Work request
Scan the listing for the word "DeviceConfig", and copy out each line where it is found.

╭─ Provided records

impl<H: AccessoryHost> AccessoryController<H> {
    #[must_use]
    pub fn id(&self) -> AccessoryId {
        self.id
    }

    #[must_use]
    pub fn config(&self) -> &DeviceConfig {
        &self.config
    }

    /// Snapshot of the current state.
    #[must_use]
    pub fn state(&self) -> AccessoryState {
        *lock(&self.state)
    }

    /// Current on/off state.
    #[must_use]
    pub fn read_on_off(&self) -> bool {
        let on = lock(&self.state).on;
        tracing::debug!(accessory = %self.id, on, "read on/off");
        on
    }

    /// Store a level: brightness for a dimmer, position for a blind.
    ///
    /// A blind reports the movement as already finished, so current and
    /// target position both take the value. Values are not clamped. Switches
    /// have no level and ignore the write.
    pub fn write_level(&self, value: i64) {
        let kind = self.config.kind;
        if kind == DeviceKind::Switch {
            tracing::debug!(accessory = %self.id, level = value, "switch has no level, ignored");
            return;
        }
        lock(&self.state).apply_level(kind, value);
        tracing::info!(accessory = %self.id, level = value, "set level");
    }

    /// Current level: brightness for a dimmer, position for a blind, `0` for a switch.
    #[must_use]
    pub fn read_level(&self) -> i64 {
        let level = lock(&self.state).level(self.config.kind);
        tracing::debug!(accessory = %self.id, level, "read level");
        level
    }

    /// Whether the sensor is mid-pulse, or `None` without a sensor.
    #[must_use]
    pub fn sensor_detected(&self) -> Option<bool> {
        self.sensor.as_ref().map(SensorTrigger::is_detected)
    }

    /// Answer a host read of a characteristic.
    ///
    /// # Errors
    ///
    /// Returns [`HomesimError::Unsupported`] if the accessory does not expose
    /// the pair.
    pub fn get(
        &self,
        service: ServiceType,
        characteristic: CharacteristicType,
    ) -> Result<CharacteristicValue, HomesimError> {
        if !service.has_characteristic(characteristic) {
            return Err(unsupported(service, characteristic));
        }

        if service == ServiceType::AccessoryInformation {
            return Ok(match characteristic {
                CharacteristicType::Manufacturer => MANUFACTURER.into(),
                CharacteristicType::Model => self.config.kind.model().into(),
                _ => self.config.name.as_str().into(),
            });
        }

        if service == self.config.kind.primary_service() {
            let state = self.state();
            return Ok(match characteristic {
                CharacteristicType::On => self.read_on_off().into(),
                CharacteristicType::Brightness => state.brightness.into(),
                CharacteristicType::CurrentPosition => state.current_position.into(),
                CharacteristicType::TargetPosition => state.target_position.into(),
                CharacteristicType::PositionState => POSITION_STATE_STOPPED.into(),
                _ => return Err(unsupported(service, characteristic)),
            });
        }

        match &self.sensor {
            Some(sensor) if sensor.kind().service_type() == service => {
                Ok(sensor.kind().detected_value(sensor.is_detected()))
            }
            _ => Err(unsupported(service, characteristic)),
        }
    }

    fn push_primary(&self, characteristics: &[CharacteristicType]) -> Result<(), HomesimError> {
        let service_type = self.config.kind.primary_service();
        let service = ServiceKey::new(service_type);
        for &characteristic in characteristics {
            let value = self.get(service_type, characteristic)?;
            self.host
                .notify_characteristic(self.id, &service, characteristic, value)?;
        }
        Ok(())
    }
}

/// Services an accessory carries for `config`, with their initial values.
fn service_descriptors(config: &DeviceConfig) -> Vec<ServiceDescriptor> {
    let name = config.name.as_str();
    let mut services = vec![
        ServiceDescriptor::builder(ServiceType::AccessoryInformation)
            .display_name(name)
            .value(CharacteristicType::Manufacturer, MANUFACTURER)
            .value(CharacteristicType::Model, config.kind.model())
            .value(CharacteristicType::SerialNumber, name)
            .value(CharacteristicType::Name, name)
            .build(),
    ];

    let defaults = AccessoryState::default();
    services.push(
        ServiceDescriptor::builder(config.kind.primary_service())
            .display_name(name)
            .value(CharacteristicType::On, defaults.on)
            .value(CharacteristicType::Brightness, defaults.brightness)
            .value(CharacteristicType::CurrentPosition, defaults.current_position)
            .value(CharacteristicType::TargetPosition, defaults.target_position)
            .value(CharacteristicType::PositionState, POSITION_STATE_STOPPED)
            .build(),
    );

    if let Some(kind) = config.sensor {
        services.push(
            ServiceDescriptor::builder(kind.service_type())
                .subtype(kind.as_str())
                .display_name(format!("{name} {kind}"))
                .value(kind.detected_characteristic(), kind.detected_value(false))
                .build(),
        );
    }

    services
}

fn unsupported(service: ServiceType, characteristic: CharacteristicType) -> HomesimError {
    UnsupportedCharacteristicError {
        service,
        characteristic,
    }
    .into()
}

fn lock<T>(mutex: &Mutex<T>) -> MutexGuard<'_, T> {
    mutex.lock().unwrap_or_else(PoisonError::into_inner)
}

╰─

Exercise response
    pub fn config(&self) -> &DeviceConfig {
fn service_descriptors(config: &DeviceConfig) -> Vec<ServiceDescriptor> {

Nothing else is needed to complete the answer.